R.I.P. Marjorie Lord

Whether they are behind the camera or in front of it, this is the place to discuss all filmmakers regardless of their role in the filmmaking process.
Post Reply
Big Magilla
Site Admin
Posts: 19336
Joined: Wed Jan 01, 2003 3:22 pm
Location: Jersey Shore

R.I.P. Marjorie Lord

Post by Big Magilla »

Marjorie Lord, Sitcom Wife of Danny Thomas, Dies at 97

by Mike Barnes, Hollywood Reporter

12/11/2015 9:21pm PST

Their characters, both widowers, got married at the end of the fourth season of 'Make Room for Daddy.' Earlier, the mother of actress Anne Archer starred in films with James Cagney and Bing Crosby.


Marjorie Lord, who starred as the cheery and supportive wife Kathy Williams on the showbiz-centered hit sitcom Make Room for Daddy/The Danny Thomas Show, has died. She was 97.

Lord, who joined the comedy in 1957 near the end of its fourth season and stayed through its finish in April 1964, died of natural causes Nov. 28 at her home in Beverly Hills, the Los Angeles Times reported.

Survivors include her daughter, the Oscar-nominated actress Anne Archer (Fatal Attraction) from a marriage to actor John Archer (White Heat).

A former contract player at RKO and Universal with a long list of B-movies and TV shows to her credit, Lord was hired as Thomas’ second wife on the show (known as Make Room for Daddy for its first four seasons). Jean Hagan played his first wife, Margaret, who died between seasons three and four.

Lord’s Kathy was a widowed Irish nurse with a daughter, Linda (Angela Cartwright). She wed Thomas’ character — a nightclub singer-comic who spends a lot of time on the road — on the series’ fourth-season finale and always handled her spouse’s showbiz hyperactivity with aplomb.

The series, which aired on ABC and CBS, also co-starred Rusty Hamer as Thomas’ son, Rusty. (Hamer, who joined the show at age 6, died of a self-inflicted gunshot wound at age 42 in 1990.) Sherry Jackson, who played Thomas’ oldest child Terry, departed early in the sixth season.

Lord and everyone else got back together for the 1970-71 ABC revival Make Room for Granddaddy.

While making Make Room for Daddy, Lord put her movie career on the back burner. She made just one feature after the show ended, playing Bob Hope’s wife in the screwball comedy Boy, Did I Get a Wrong Number (1966), but worked often in the theater as an actress and director.

Earlier, Lord played the deadpan lead in two Bert Wheeler-Robert Woolsey comedies — On Again-Off Again and High Flyers, both released in 1937. She also appeared in Sherlock Holmes in Washington (1943) opposite her husband John, who played her fiance in the movie; Johnny Come Lately (1943) with James Cagney; and Riding High (1950), a Bing Crosby musical.

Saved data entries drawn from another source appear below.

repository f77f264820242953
//! # Infrastructure Layer
//!
//! This crate implements the infrastructure layer for the Kloom application,
//! following Clean Architecture principles. It provides the MySQL store
//! handle, schema migrations and the sqlx implementations of the core
//! repository traits.

// Re-export core types for convenience
pub use kloom_core::errors::*;

/// Database module - MySQL implementations using SQLx
pub mod database;

pub use database::{
    DatabasePool, MySqlPropertyRepository, MySqlPropertyRequestRepository, MySqlUserRepository,
    PoolStatistics,
};

use kloom_shared::config::DatabaseConfig;

/// Open the store and bring the schema up to date
///
/// Migrations run only when `config.run_migrations` is set.
pub async fn initialize(config: DatabaseConfig) -> Result<DatabasePool, InfrastructureError> {
    tracing::info!("Initializing infrastructure services...");

    let run_migrations = config.run_migrations;
    let pool = DatabasePool::new(config).await?;
    if run_migrations {
        pool.run_migrations().await?;
    }

    tracing::info!("Infrastructure services initialized successfully");
    Ok(pool)
}

/// Infrastructure-specific error types
#[derive(Debug, thiserror::Error)]
pub enum InfrastructureError {
    /// Database connection error
    #[error("Database error: {0}")]
    Database(#[from] sqlx::Error),

    /// Schema migration error
    #[error("Migration error: {0}")]
    Migration(#[from] sqlx::migrate::MigrateError),

    /// Configuration error
    #[error("Configuration error: {0}")]
    Config(String),
}
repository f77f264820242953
//! Business services containing domain logic and use cases.

pub mod property;
pub mod property_request;
pub mod user;

use kloom_shared::types::{PageRequest, MAX_LIMIT, MIN_LIMIT};

use crate::errors::ValidationError;

// Re-export commonly used types
pub use property::{AddImage, PropertyService};
pub use property_request::PropertyRequestService;
pub use user::{CreateUser, UpdateUser, UserService, UserServiceConfig};

/// Reject page sizes outside `MIN_LIMIT..=MAX_LIMIT`
pub(crate) fn ensure_valid_page(page: &PageRequest) -> Result<(), ValidationError> {
    if page.is_valid() {
        Ok(())
    } else {
        Err(ValidationError::OutOfRange {
            field: "limit".to_string(),
            min: MIN_LIMIT.to_string(),
            max: MAX_LIMIT.to_string(),
        })
    }
}
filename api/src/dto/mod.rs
//! Request and response bodies of the HTTP API
//!
//! Request DTOs derive `Validate`; handlers reject invalid input with 400
//! before calling a service. Response DTOs expose the soft-delete state as
//! `is_deleted`.

pub mod property;
pub mod property_request;
pub mod user;

pub use property::*;
pub use property_request::*;
pub use user::*;

use kloom_shared::types::DEFAULT_LIMIT;

pub(crate) fn default_limit() -> u64 {
    DEFAULT_LIMIT
}
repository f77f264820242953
pub mod error;

pub use error::*;
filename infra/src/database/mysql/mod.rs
//! MySQL implementations of the core repository traits

mod property_repository_impl;
mod property_request_repository_impl;
mod scope;
mod user_repository_impl;

pub use property_repository_impl::MySqlPropertyRepository;
pub use property_request_repository_impl::MySqlPropertyRequestRepository;
pub use user_repository_impl::MySqlUserRepository;

use std::str::FromStr;

use kloom_core::errors::DomainError;
use sqlx::mysql::{MySqlQueryResult, MySqlRow};
use sqlx::{MySql, Row};

/// Map a sqlx failure to a domain database error, logging the cause
pub(crate) fn db_error(context: &'static str) -> impl FnOnce(sqlx::Error) -> DomainError {
    move |e| {
        tracing::error!(error = %e, context, "Database operation failed");
        DomainError::database(format!("Failed to {}: {}", context, e))
    }
}

/// Like [`db_error`], but a unique-key violation becomes a conflict
pub(crate) fn conflict_or_db_error(
    context: &'static str,
    conflict: &'static str,
) -> impl FnOnce(sqlx::Error) -> DomainError {
    move |e| match &e {
        sqlx::Error::Database(db_err) if db_err.is_unique_violation() => {
            tracing::warn!(context, "Unique constraint violated");
            DomainError::conflict(conflict)
        }
        _ => db_error(context)(e),
    }
}

/// Read one column, reporting the column name on failure
pub(crate) fn column<'r, T>(row: &'r MySqlRow, name: &str) -> Result<T, DomainError>
where
    T: sqlx::Decode<'r, MySql> + sqlx::Type<MySql>,
{
    row.try_get(name)
        .map_err(|e| DomainError::database(format!("Failed to get {}: {}", name, e)))
}

/// Read a VARCHAR column holding an enum's wire name
pub(crate) fn enum_column<T>(row: &MySqlRow, name: &str) -> Result<T, DomainError>
where
    T: FromStr,
{
    let raw: String = column(row, name)?;
    raw.parse()
        .map_err(|_| DomainError::database(format!("Unexpected {} value: {}", name, raw)))
}

/// Identifier generated by the last INSERT
pub(crate) fn inserted_id(result: &MySqlQueryResult) -> Result<i64, DomainError> {
    i64::try_from(result.last_insert_id())
        .map_err(|_| DomainError::database("Generated id out of range"))
}
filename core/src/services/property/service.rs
//! Property service enforcing listing ownership and agent-only creation.

use std::sync::Arc;

use kloom_shared::types::{Page, PageRequest};
use kloom_shared::utils::validation::is_valid_url;

use crate::domain::entities::property::{
    Favorite, NewProperty, NewPropertyImage, Property, PropertyAttributes, PropertyChanges,
    PropertyDetail, PropertyFilter, PropertyId, PropertyImage,
};
use crate::domain::entities::user::UserId;
use crate::errors::{DomainError, DomainResult, ValidationError};
use crate::repositories::{PropertyRepository, UserRepository};
use crate::services::ensure_valid_page;

/// Image attachment input
#[derive(Debug, Clone)]
pub struct AddImage {
    pub url: String,
    pub is_primary: bool,
    pub caption: Option<String>,
}

/// Service for managing property listings
pub struct PropertyService<P, U>
where
    P: PropertyRepository,
    U: UserRepository,
{
    properties: Arc<P>,
    users: Arc<U>,
}

impl<P, U> PropertyService<P, U>
where
    P: PropertyRepository,
    U: UserRepository,
{
    /// Create a new property service
    pub fn new(properties: Arc<P>, users: Arc<U>) -> Self {
        Self { properties, users }
    }

    /// Create a listing owned by `agent_id`
    ///
    /// The agent must be an active user with the agent role. New listings
    /// start out `available`.
    pub async fn create_property(
        &self,
        agent_id: UserId,
        attributes: PropertyAttributes,
    ) -> DomainResult<Property> {
        attributes.validate()?;

        let agent = self
            .users
            .find_by_id(agent_id)
            .await?
            .ok_or_else(|| DomainError::not_found("User"))?;
        if !agent.is_agent() {
            tracing::warn!(
                user_id = agent_id,
                role = %agent.role,
                event = "property_create_denied",
                "Non-agent attempted to create a listing"
            );
            return Err(DomainError::unauthorized("Only agents can create properties"));
        }

        let property = self
            .properties
            .create(NewProperty::new(agent_id, attributes))
            .await?;
        tracing::info!(
            property_id = property.id,
            agent_id = agent_id,
            event = "property_created",
            "Created property listing"
        );
        Ok(property)
    }

    /// Fetch an active listing
    pub async fn get_property(&self, id: PropertyId) -> DomainResult<Property> {
        self.properties
            .find_by_id(id)
            .await?
            .ok_or_else(|| DomainError::not_found("Property"))
    }

    /// Fetch an active listing with the owning agent's contact fields
    ///
    /// The contact fields are empty when the agent has been deleted.
    pub async fn get_property_detail(&self, id: PropertyId) -> DomainResult<PropertyDetail> {
        let property = self.get_property(id).await?;
        let agent = self.users.find_by_id(property.agent_id).await?;

        let (agent_name, agent_phone) = match agent {
            Some(agent) => (agent.name, agent.phone),
            None => (None, None),
        };
        Ok(PropertyDetail {
            property,
            agent_name,
            agent_phone,
        })
    }

    /// Page through active listings in insertion order
    pub async fn list_properties(
        &self,
        filter: PropertyFilter,
        page: PageRequest,
    ) -> DomainResult<Page<Property>> {
        ensure_valid_page(&page)?;
        let result = self.properties.list(&filter, page).await?;
        tracing::debug!(
            skip = page.skip,
            limit = page.limit,
            total = result.total,
            "Listed properties"
        );
        Ok(result)
    }

    /// Load a listing and check that `caller` is its agent
    pub async fn ensure_owner(&self, caller: UserId, id: PropertyId) -> DomainResult<Property> {
        let property = self.get_property(id).await?;
        if !property.is_owned_by(caller) {
            tracing::warn!(
                property_id = id,
                user_id = caller,
                event = "property_owner_mismatch",
                "Caller does not own the listing"
            );
            return Err(DomainError::unauthorized(
                "Only the listing agent can modify this property",
            ));
        }
        Ok(property)
    }

    /// Apply a partial update to a listing the caller owns
    pub async fn update_property(
        &self,
        caller: UserId,
        id: PropertyId,
        changes: PropertyChanges,
    ) -> DomainResult<Property> {
        changes.validate()?;
        let property = self.ensure_owner(caller, id).await?;
        if changes.is_empty() {
            return Ok(property);
        }

        let property = self
            .properties
            .update(id, changes)
            .await?
            .ok_or_else(|| DomainError::not_found("Property"))?;
        tracing::info!(property_id = id, event = "property_updated", "Updated property");
        Ok(property)
    }

    /// Soft-delete a listing the caller owns
    pub async fn delete_property(&self, caller: UserId, id: PropertyId) -> DomainResult<()> {
        self.ensure_owner(caller, id).await?;
        if !self.properties.soft_delete(id).await? {
            return Err(DomainError::not_found("Property"));
        }
        tracing::info!(property_id = id, event = "property_deleted", "Soft-deleted property");
        Ok(())
    }

    /// Attach an image to a listing the caller owns
    pub async fn add_image(
        &self,
        caller: UserId,
        property_id: PropertyId,
        image: AddImage,
    ) -> DomainResult<PropertyImage> {
        if !is_valid_url(&image.url) {
            return Err(ValidationError::InvalidUrl.into());
        }
        self.ensure_owner(caller, property_id).await?;

        self.properties
            .add_image(NewPropertyImage {
                property_id,
                url: image.url,
                is_primary: image.is_primary,
                caption: image.caption,
            })
            .await
    }

    /// Images of an active listing
    pub async fn list_images(&self, property_id: PropertyId) -> DomainResult<Vec<PropertyImage>> {
        self.get_property(property_id).await?;
        self.properties.list_images(property_id).await
    }

    /// Bookmark an active listing; repeating the call is a no-op
    pub async fn add_favorite(
        &self,
        user_id: UserId,
        property_id: PropertyId,
    ) -> DomainResult<Favorite> {
        self.users
            .find_by_id(user_id)
            .await?
            .ok_or_else(|| DomainError::not_found("User"))?;
        self.get_property(property_id).await?;

        self.properties.add_favorite(user_id, property_id).await
    }

    /// Remove a bookmark; removing a missing bookmark is a no-op
    pub async fn remove_favorite(
        &self,
        user_id: UserId,
        property_id: PropertyId,
    ) -> DomainResult<()> {
        let removed = self.properties.remove_favorite(user_id, property_id).await?;
        tracing::debug!(user_id = user_id, property_id = property_id, removed, "Removed favorite");
        Ok(())
    }

    /// Active listings the user has bookmarked
    pub async fn list_favorites(&self, user_id: UserId) -> DomainResult<Vec<Property>> {
        self.properties.list_favorites(user_id).await
    }
}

Marjorie Wollenberg was born on July 26, 1918, in San Francisco. She came to New York when her father, a cosmetics executive, was transferred, and at age 16 she landed a role on Broadway in The Old Maid, co-starring Judith Anderson and Helen Menken, Humphrey Bogart’s first wife.

She bounced back and forth between New York and California working in films and theater; at one point, she spent a year touring in Springtime for Henry with Edward Everett Horton.

She was active during the early days of live TV and guest-starred on such shows as The Lone Ranger, The Adventures of Kit Carson, Ramar of the Jungle and Hopalong Cassidy.

After her 14-year marriage to Archer ended in divorce in 1955, she starred in the play Anniversary Waltz, produced by Randolph Hale, who in 1958 would became her second husband. Thomas and producer Sheldon Leonard saw her in the play in Los Angeles and signed her to play a nurse for four weeks on Make Room for Daddy. It took just one episode for them to realize they had the next Mrs. Williams.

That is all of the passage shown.